THE BRITISH economy is in danger of overheating if interest rates are not increased this year, which could lead to a new boom and bust cycle, economists warned yesterday.
The UK’s rapid recovery has pushed down unemployment so rapidly that there is little spare capacity left, according to Legal and General’s James Carrick.
If nothing is done to take the edge off this boom he fears wages will rise quickly, pushing up prices.
And if the overheating continues for too long it could result in a bust, with the economy stagnating in several years’ time.
His analysis runs counter to the Bank of England’s – it believes there is more slack left in the economy, and so does not expect to have to raise rates until early to mid-2015.
“The Bank is overestimating slack in the labour market, while politicians are desperately trying to reengineer a pre-election boom,” he said.

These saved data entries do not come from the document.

//! Redis sorted-set sliding-window rate limiter.

use super::service::RateLimiter;
use crate::error::AppError;
use async_trait::async_trait;
use metrics::counter;
use redis::{AsyncCommands, Client, aio::ConnectionManager};
use std::time::{Duration, SystemTime, UNIX_EPOCH};
use tracing::{info, warn};

/// Rate limiter over a shared Redis sorted set per identifier.
///
/// Each call runs one atomic MULTI/EXEC pipeline: trim events older than the
/// window, record the current event, read the cardinality, refresh the key
/// expiry. Because the store is shared, limits hold across multiple service
/// instances.
pub struct RedisRateLimiter {
    client: ConnectionManager,
    window: Duration,
    max_requests: u64,
    op_timeout: Duration,
}

impl RedisRateLimiter {
    /// Connects to Redis and validates the connection with a PING.
    ///
    /// # Errors
    ///
    /// Returns [`AppError::Dependency`] if the connection cannot be
    /// established; the limiter is integral to abuse protection, so startup
    /// without it is refused rather than silently degraded.
    pub async fn connect(
        redis_url: &str,
        window: Duration,
        max_requests: u64,
        op_timeout: Duration,
    ) -> Result<Self, AppError> {
        let client = Client::open(redis_url)
            .map_err(|e| AppError::dependency(format!("Failed to create Redis client: {e}")))?;

        let manager = ConnectionManager::new(client)
            .await
            .map_err(|e| AppError::dependency(format!("Failed to connect to Redis: {e}")))?;

        let mut test_conn = manager.clone();
        test_conn
            .ping::<()>()
            .await
            .map_err(|e| AppError::dependency(format!("Redis PING failed: {e}")))?;

        info!("Connected to Redis rate limiter");

        Ok(Self {
            client: manager,
            window,
            max_requests,
            op_timeout,
        })
    }

    fn build_key(identifier: &str) -> String {
        format!("ratelimit:{identifier}")
    }

    fn now_seconds() -> u64 {
        SystemTime::now()
            .duration_since(UNIX_EPOCH)
            .map(|d| d.as_secs())
            .unwrap_or(0)
    }
}

#[async_trait]
impl RateLimiter for RedisRateLimiter {
    async fn check(&self, identifier: &str) -> Result<(), AppError> {
        let key = Self::build_key(identifier);
        let now = Self::now_seconds();
        let window_secs = self.window.as_secs();
        let window_start = now.saturating_sub(window_secs);
        let mut conn = self.client.clone();

        // Unique member per event so multiple requests landing on the same
        // second are all counted.
        let mut nonce = [0u8; 8];
        getrandom::fill(&mut nonce)
            .map_err(|e| AppError::dependency(format!("random source failed: {e}")))?;
        let member = format!("{}-{}", now, hex::encode(nonce));

        let mut pipe = redis::pipe();
        pipe.atomic()
            .zrembyscore(&key, 0, window_start as f64)
            .zadd(&key, member, now as f64)
            .zcard(&key)
            .expire(&key, window_secs as i64);

        let mutate = pipe.query_async::<(i64, i64, i64, i64)>(&mut conn);
        tokio::time::timeout(self.op_timeout, mutate)
            .await
            .map_err(|_| AppError::dependency("rate limiter store timed out"))?
            .map_err(|e| AppError::dependency(format!("rate limiter store error: {e}")))?;

        // Separate read, but it reflects the just-committed mutation: EXEC
        // has already run by the time this call is issued.
        let count: u64 = tokio::time::timeout(self.op_timeout, conn.zcard(&key))
            .await
            .map_err(|_| AppError::dependency("rate limiter store timed out"))?
            .map_err(|e| AppError::dependency(format!("rate limiter store error: {e}")))?;

        if count > self.max_requests {
            let oldest: Vec<(String, f64)> =
                tokio::time::timeout(self.op_timeout, conn.zrange_withscores(&key, 0, 0))
                    .await
                    .map_err(|_| AppError::dependency("rate limiter store timed out"))?
                    .unwrap_or_default();

            let retry_after = oldest
                .first()
                .map(|(_, score)| (*score as u64 + window_secs).saturating_sub(now))
                .unwrap_or(window_secs)
                .max(1);

            warn!(identifier, count, "rate limit exceeded");
            counter!("snaplink_rate_limited_total").increment(1);
            return Err(AppError::rate_limited(retry_after));
        }

        Ok(())
    }
}
//! Destination URL validation.
//!
//! Stored URLs are kept exactly as submitted; this module only decides
//! whether a destination is acceptable at all.

use crate::error::AppError;
use serde_json::json;
use url::Url;

/// Validates that `input` is a well-formed absolute HTTP(S) URL.
///
/// # Rules
///
/// 1. Must parse as an absolute URL
/// 2. Scheme must be `http` or `https`; `javascript:`, `data:`, `file:` and
///    friends are rejected
/// 3. Must have a host
///
/// # Errors
///
/// Returns [`AppError::Validation`] describing the violated rule.
pub fn validate_long_url(input: &str) -> Result<(), AppError> {
    let url = Url::parse(input)
        .map_err(|e| AppError::bad_request("Invalid URL format", json!({ "reason": e.to_string() })))?;

    match url.scheme() {
        "http" | "https" => {}
        other => {
            return Err(AppError::bad_request(
                "Only HTTP and HTTPS URLs are allowed",
                json!({ "scheme": other }),
            ));
        }
    }

    if url.host_str().is_none() {
        return Err(AppError::bad_request(
            "URL must have a host",
            json!({ "url": input }),
        ));
    }

    Ok(())
}

#[cfg(test)]
mod tests {
    use super::*;

    #[test]
    fn test_accepts_http_and_https() {
        assert!(validate_long_url("http://example.com").is_ok());
        assert!(validate_long_url("https://example.com/page?q=1#frag").is_ok());
    }

    #[test]
    fn test_rejects_relative_url() {
        assert!(validate_long_url("/just/a/path").is_err());
        assert!(validate_long_url("not-a-url").is_err());
    }

    #[test]
    fn test_rejects_dangerous_schemes() {
        assert!(validate_long_url("javascript:alert(1)").is_err());
        assert!(validate_long_url("data:text/html,hi").is_err());
        assert!(validate_long_url("file:///etc/passwd").is_err());
        assert!(validate_long_url("ftp://example.com/file").is_err());
    }
}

“The government has become impatient with the recovery, and poured fuel on the fire with the Help to Buy mortgage guarantee scheme.”
Instead of acting to increase interest rates this year, Carrick fears the Bank of England will only tighten policy once inflation is on the rise, by which point it will be too late and a crash may ensue.

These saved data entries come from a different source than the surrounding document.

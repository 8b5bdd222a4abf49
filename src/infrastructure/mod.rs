//! Infrastructure layer: database, cache, and counter-store integrations.

pub mod cache;
pub mod persistence;
pub mod ratelimit;
//! HTTP layer translating requests into registry operations.
//!
//! # Modules
//!
//! - [`dto`] - Data Transfer Objects for request/response serialization
//! - [`handlers`] - HTTP request handlers
//! - [`middleware`] - Authentication and tracing middleware
//! - [`routes`] - Route configuration and composition

pub mod dto;
pub mod handlers;
pub mod middleware;
pub mod routes;
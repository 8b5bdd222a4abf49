//! Shared application state injected into all handlers.

use std::sync::Arc;

use crate::application::services::{AuthService, LinkRegistry, RedirectResolver};
use crate::domain::repositories::LinkRepository;
use crate::infrastructure::cache::UrlCache;

#[derive(Clone)]
pub struct AppState {
    pub registry: Arc<LinkRegistry>,
    pub resolver: Arc<RedirectResolver>,
    pub auth: Arc<AuthService>,
    /// Kept alongside the registry for the health endpoint's probe.
    pub links: Arc<dyn LinkRepository>,
    pub cache: Arc<dyn UrlCache>,
}
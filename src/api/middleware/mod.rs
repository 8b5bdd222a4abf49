//! Authentication and request processing middleware.

pub mod auth;
pub mod tracing;
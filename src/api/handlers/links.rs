//! Handlers for owner link management (list, delete).

use axum::{
    Extension, Json,
    extract::{Path, State},
};

use crate::api::dto::links::{DeleteResponse, LinkSummary};
use crate::api::middleware::auth::OwnerId;
use crate::error::AppError;
use crate::state::AppState;

/// Lists the caller's links, newest first.
///
/// # Endpoint
///
/// `GET /api/links` (bearer token required)
///
/// Pagination, sorting and search belong to the UI layer; this endpoint
/// returns the full owned set.
pub async fn list_links_handler(
    State(state): State<AppState>,
    Extension(OwnerId(owner)): Extension<OwnerId>,
) -> Result<Json<Vec<LinkSummary>>, AppError> {
    let links = state.registry.list_for_owner(&owner).await?;

    let summaries = links
        .into_iter()
        .map(|link| {
            let short_url = state.registry.short_url(&link.slug);
            LinkSummary::from_link(link, short_url)
        })
        .collect();

    Ok(Json(summaries))
}

/// Deletes one of the caller's links.
///
/// # Endpoint
///
/// `DELETE /api/links/{slug}` (bearer token required)
///
/// Deletion is irreversible and evicts the slug's cache entry so a cached
/// URL never outlives its record.
///
/// # Errors
///
/// - 404 if the slug does not exist
/// - 403 if the caller does not own the link
pub async fn delete_link_handler(
    State(state): State<AppState>,
    Extension(OwnerId(owner)): Extension<OwnerId>,
    Path(slug): Path<String>,
) -> Result<Json<DeleteResponse>, AppError> {
    state.registry.delete(&slug, &owner).await?;

    Ok(Json(DeleteResponse { success: true }))
}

By contrast, Carrick hopes that a small rate hike would slow the boom and avoid a bust, with unemployed workers having a better chance of finding work in a steady economy .
Economists at Fathom Consulting agree there is no spare capacity left and that inflation will begin to pick up.
“We would favour a modest tightening in monetary policy starting before the end of the first quarter next year, but more importantly a shift in fiscal policy focused on the housing market. This could be in the form of an immediate end to Help to Buy,” said Philip Lachowycz.
However, he does not expect this to happen before the May 2015 general election, indicating the Bank “will be taking risks with inflation.”